Short Obligatory Prayer - A Brief Study

Photo by Marco Abrar - Baha'

The Short Obligatory Prayer

I bear witness, O my God, that Thou hast created me to know Thee and to worship Thee. I testify, at this moment, to my powerlessness and to Thy might, to my poverty and to Thy wealth.

There is none other God but Thee, the Help in Peril, the Self-Subsisting.
Short obligatory prayer, to be recited once in twenty-four hours, at noon.

(Baha'u'llah, Prayers and Meditations, p. 314)

Point of reference: The numbers followed by a single parenthesis that precede the notes and quotations are for internal reference within this blog site.

1) QUESTION: Should the third [the Short] Obligatory Prayer be offered while seated or standing?

ANSWER: It is preferable and more fitting to stand in an attitude of humble reverence.

Kitab-i-Aqdas, Questions and Answers, No. 81, p. 130)
The Essence of Life

I bear witness, O my God, that Thou hast created me to know Thee and to worship Thee.

2) The following explanation was conveyed by the Guardian in answer to a question:

“The meaning of the Short Obligatory Prayer... is simply that Baha'u'llah has put into one brief sentence the very essence of life, which is that we come from one Father, and pass, on the road of life, through tests and trials and experiences, so that our souls may grow; and that the reason for our existence is to learn to know and understand our Creator.
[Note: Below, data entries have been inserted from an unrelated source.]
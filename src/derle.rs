use crate::code::Code;
use crate::error::{Error, Result};
use crate::{ESCAPE, LENGTH_MASK};
use std::{io, iter, mem};

/// Position of the decoder inside the code grammar.
///
/// The long forms carry the length bits read so far, so a transition
/// never depends on anything but the state and the incoming byte.
#[derive(Debug, Copy, Clone, PartialEq, Eq)]
pub enum DecoderState {
    NewCode,
    NeedMore,
    LongTransparent { high: u8 },
    ShortColor { length: u8 },
    LongColorAwaitingLengthByte { high: u8 },
    LongColorAwaitingColorByte { length: u16 },
}

impl DecoderState {
    /// Feeds one byte, returning the next state and the code it completed.
    pub fn next(self, byte: u8) -> (DecoderState, Option<Code>) {
        use DecoderState::*;

        match self {
            NewCode if byte == ESCAPE => (NeedMore, None),
            NewCode => (NewCode, Some(Code::Literal(byte))),
            NeedMore if byte == ESCAPE => (NewCode, Some(Code::EndOfLine)),
            NeedMore => {
                let seed = byte & LENGTH_MASK;
                match byte >> 6 {
                    0b00 => (NewCode, Some(Code::ShortTransparent(seed))),
                    0b01 => (LongTransparent { high: seed }, None),
                    0b10 => (ShortColor { length: seed }, None),
                    _ => (LongColorAwaitingLengthByte { high: seed }, None),
                }
            }
            LongTransparent { high } => (
                NewCode,
                Some(Code::LongTransparent(long_length(high, byte))),
            ),
            ShortColor { length } => (
                NewCode,
                Some(Code::ShortColor {
                    length,
                    value: byte,
                }),
            ),
            // a zero length keeps collecting length bytes, some encoders pad the long form
            LongColorAwaitingLengthByte { high } => match long_length(high, byte) {
                0 => (LongColorAwaitingLengthByte { high: 0 }, None),
                length => (LongColorAwaitingColorByte { length }, None),
            },
            LongColorAwaitingColorByte { length } => (
                NewCode,
                Some(Code::LongColor {
                    length,
                    value: byte,
                }),
            ),
        }
    }

    pub fn name(&self) -> &'static str {
        match self {
            DecoderState::NewCode => "NewCode",
            DecoderState::NeedMore => "NeedMore",
            DecoderState::LongTransparent { .. } => "LongTransparent",
            DecoderState::ShortColor { .. } => "ShortColor",
            DecoderState::LongColorAwaitingLengthByte { .. } => "LongColorAwaitingLengthByte",
            DecoderState::LongColorAwaitingColorByte { .. } => "LongColorAwaitingColorByte",
        }
    }
}

#[inline(always)]
fn long_length(high: u8, low: u8) -> u16 {
    (u16::from(high) << 8) | u16::from(low)
}

/// Streaming decoder. Bytes may arrive split at any position, which is
/// how object data fragmented over several segments shows up.
#[derive(Debug)]
pub struct DeRle {
    state: DecoderState,
    line: Vec<u8>,
    rows: Vec<Vec<u8>>,
}

impl Default for DeRle {
    fn default() -> Self {
        DeRle::new()
    }
}

impl DeRle {
    pub fn new() -> DeRle {
        DeRle {
            state: DecoderState::NewCode,
            line: vec![],
            rows: vec![],
        }
    }

    #[inline(always)]
    pub fn update(&mut self, byte: u8) {
        let (state, code) = self.state.next(byte);
        trace!("byte 0x{byte:02X}: {:?} -> {:?}", self.state, state);
        self.state = state;
        if let Some(code) = code {
            self.apply(code);
        }
    }

    fn apply(&mut self, code: Code) {
        trace!("decoded {code:?}");
        match code.run() {
            Some(run) => self
                .line
                .extend(iter::repeat(run.value).take(run.length as usize)),
            None => {
                debug!("row {} closed with {} pixels", self.rows.len(), self.line.len());
                self.rows.push(mem::take(&mut self.line));
            }
        }
    }

    pub fn state(&self) -> DecoderState {
        self.state
    }

    /// Rows closed by an end-of-line marker so far.
    pub fn rows(&self) -> &[Vec<u8>] {
        &self.rows
    }

    /// Returns the decoded rows. Row lengths are not checked against each
    /// other; see [`crate::Bitmap::from_rows`].
    pub fn finalize(self) -> Result<Vec<Vec<u8>>> {
        if self.state != DecoderState::NewCode {
            return Err(Error::TruncatedCode(self.state.name()));
        }
        if !self.line.is_empty() {
            return Err(Error::UnterminatedRow(self.line.len()));
        }
        Ok(self.rows)
    }
}

impl io::Write for DeRle {
    fn write(&mut self, buf: &[u8]) -> io::Result<usize> {
        trace!("chunk of {} bytes: {}", buf.len(), hex::encode(buf));
        for byte in buf.iter() {
            self.update(*byte);
        }
        Ok(buf.len())
    }

    fn flush(&mut self) -> io::Result<()> {
        Ok(())
    }
}

/// Decodes one complete stream into rows of palette indices.
pub fn decode(data: &[u8]) -> Result<Vec<Vec<u8>>> {
    let derle = data.iter().fold(DeRle::new(), |mut derle, byte| {
        derle.update(*byte);
        derle
    });
    derle.finalize()
}

#[cfg(test)]
mod tests {
    use super::{decode, DeRle, DecoderState};
    use crate::code::Code;
    use crate::error::Error;
    use crate::testing::setup;
    use std::io::Write;

    #[test]
    fn test_transitions() {
        use DecoderState::*;

        let cases = [
            (NewCode, 0x05, NewCode, Some(Code::Literal(5))),
            (NewCode, 0x00, NeedMore, None),
            (NeedMore, 0x00, NewCode, Some(Code::EndOfLine)),
            (NeedMore, 0x04, NewCode, Some(Code::ShortTransparent(4))),
            (NeedMore, 0x41, LongTransparent { high: 1 }, None),
            (NeedMore, 0x83, ShortColor { length: 3 }, None),
            (NeedMore, 0xC2, LongColorAwaitingLengthByte { high: 2 }, None),
            (
                LongTransparent { high: 1 },
                0x2C,
                NewCode,
                Some(Code::LongTransparent(300)),
            ),
            (
                ShortColor { length: 3 },
                0x09,
                NewCode,
                Some(Code::ShortColor { length: 3, value: 9 }),
            ),
            (
                LongColorAwaitingLengthByte { high: 2 },
                0x00,
                LongColorAwaitingColorByte { length: 512 },
                None,
            ),
            (
                LongColorAwaitingLengthByte { high: 0 },
                0x00,
                LongColorAwaitingLengthByte { high: 0 },
                None,
            ),
            (
                LongColorAwaitingColorByte { length: 512 },
                0x00,
                NewCode,
                Some(Code::LongColor { length: 512, value: 0 }),
            ),
        ];
        for (state, byte, expected_state, expected_code) in cases {
            assert_eq!(
                state.next(byte),
                (expected_state, expected_code),
                "{state:?} on 0x{byte:02X}"
            );
        }
    }

    #[test]
    fn test_derle_decode() {
        setup();
        let test_vector: [(&str, Vec<Vec<u8>>); 5] = [
            ("00040000", vec![vec![0, 0, 0, 0]]),
            ("010202030000", vec![vec![1, 2, 2, 3]]),
            ("00830100020000", vec![vec![1, 1, 1, 0, 0]]),
            ("0000", vec![vec![]]),
            ("00010900000900010000", vec![vec![0, 9], vec![9, 0]]),
        ];
        for (input, expected) in test_vector {
            let input = hex::decode(input).unwrap();
            assert_eq!(decode(&input).unwrap(), expected, "{}", hex::encode(&input));
        }
    }

    #[test]
    fn test_derle_long_runs() {
        setup();
        let input = hex::decode("00c046050000").unwrap();
        assert_eq!(decode(&input).unwrap(), vec![vec![5u8; 70]]);

        let input = hex::decode("0041f4".to_string() + "0000").unwrap();
        assert_eq!(decode(&input).unwrap(), vec![vec![0u8; 500]]);

        // long form used for a short distance
        let input = hex::decode("00c003070000").unwrap();
        assert_eq!(decode(&input).unwrap(), vec![vec![7u8; 3]]);

        // zero-padded long color length
        let input = hex::decode("00c00046050000").unwrap();
        assert_eq!(decode(&input).unwrap(), vec![vec![5u8; 70]]);

        // a color index that equals the escape value
        let input = hex::decode("00c100000000").unwrap();
        assert_eq!(decode(&input).unwrap(), vec![vec![0u8; 256]]);
    }

    #[test]
    fn test_derle_split_writes() {
        setup();
        let input = hex::decode(
            ["00c04605", "0000", "008301", "0002", "0000", "007fff", "0000"].concat(),
        )
        .unwrap();
        let expected = decode(&input).unwrap();
        assert_eq!(expected.len(), 3);
        for split in 0..input.len() {
            let mut derle = DeRle::new();
            derle.write_all(&input[..split]).unwrap();
            derle.write_all(&input[split..]).unwrap();
            assert_eq!(derle.finalize().unwrap(), expected, "split at {split}");
        }
    }

    #[test]
    fn test_derle_ragged_rows_are_kept() {
        setup();
        let input = hex::decode("0102000001000003030300000000").unwrap();
        let rows = decode(&input).unwrap();
        assert_eq!(rows, vec![vec![1, 2], vec![1], vec![3, 3, 3], vec![]]);
    }

    #[test]
    fn test_derle_truncated() {
        setup();
        let cases = [
            ("0102", None),
            ("0100", Some("NeedMore")),
            ("0041", Some("LongTransparent")),
            ("0083", Some("ShortColor")),
            ("00c0", Some("LongColorAwaitingLengthByte")),
            ("00c046", Some("LongColorAwaitingColorByte")),
        ];
        for (input, state) in cases {
            let input = hex::decode(input).unwrap();
            match (decode(&input), state) {
                (Err(Error::TruncatedCode(name)), Some(expected)) => assert_eq!(name, expected),
                (Err(Error::UnterminatedRow(2)), None) => {}
                (other, _) => panic!("unexpected result {other:?}"),
            }
        }
    }
}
As we do this, we will increase our love for Him and will worship Him. This is really the deepest joy that comes to any soul. All others are merely reflections of this happiness, the happiness that comes when we worship the God Who made us, our Heavenly Father.”

(Written on behalf of Shoghi Effendi, dated 5 October 1953)

I bear witness, O my God, that Thou hast created me to know Thee and to worship Thee.

3) Much of Daniel C. Jordan’s nine-page essay “Becoming Your True Self, How the Baha’i Faith Releases Human Potential” is reflection that stems from the Short Obligatory Prayer’s opening sentence. (Italics and emphasis are by Daniel C. Jordan in the original article.)

“Service to mankind is given quality by the depth and character of the capacities of the human being rendering it. What are these capacities? Baha’u’llah identifies them in His statement of the animating purpose behind man’s creation: to know and love God. Here the two basic powers or capacities of knowing and loving are clearly specified and linked to our purpose—our reason for being. Thus, for a Baha’i becoming one’s true self means the development of one’s knowing and loving capacities in service to mankind.

"This understanding gives substance to the notion of spirituality. A spiritual person is one who knows and loves God and who is committed to the struggle of developing those knowing and loving capacities for service to humanity...

"All other virtues can be understood as expressions of different combinations of these capacities of loving and knowing as they are applied in different situations...

"Each capacity supports and facilitates the development of the other. In order to know, for instance, we must love learning; if we are to love, we must know how to love and how to be loved.

"These two capacities constitute the basic nature of human potential. From a Baha’i point of view, true education refers to a drawing out or a development of potential to the fullest extent possible...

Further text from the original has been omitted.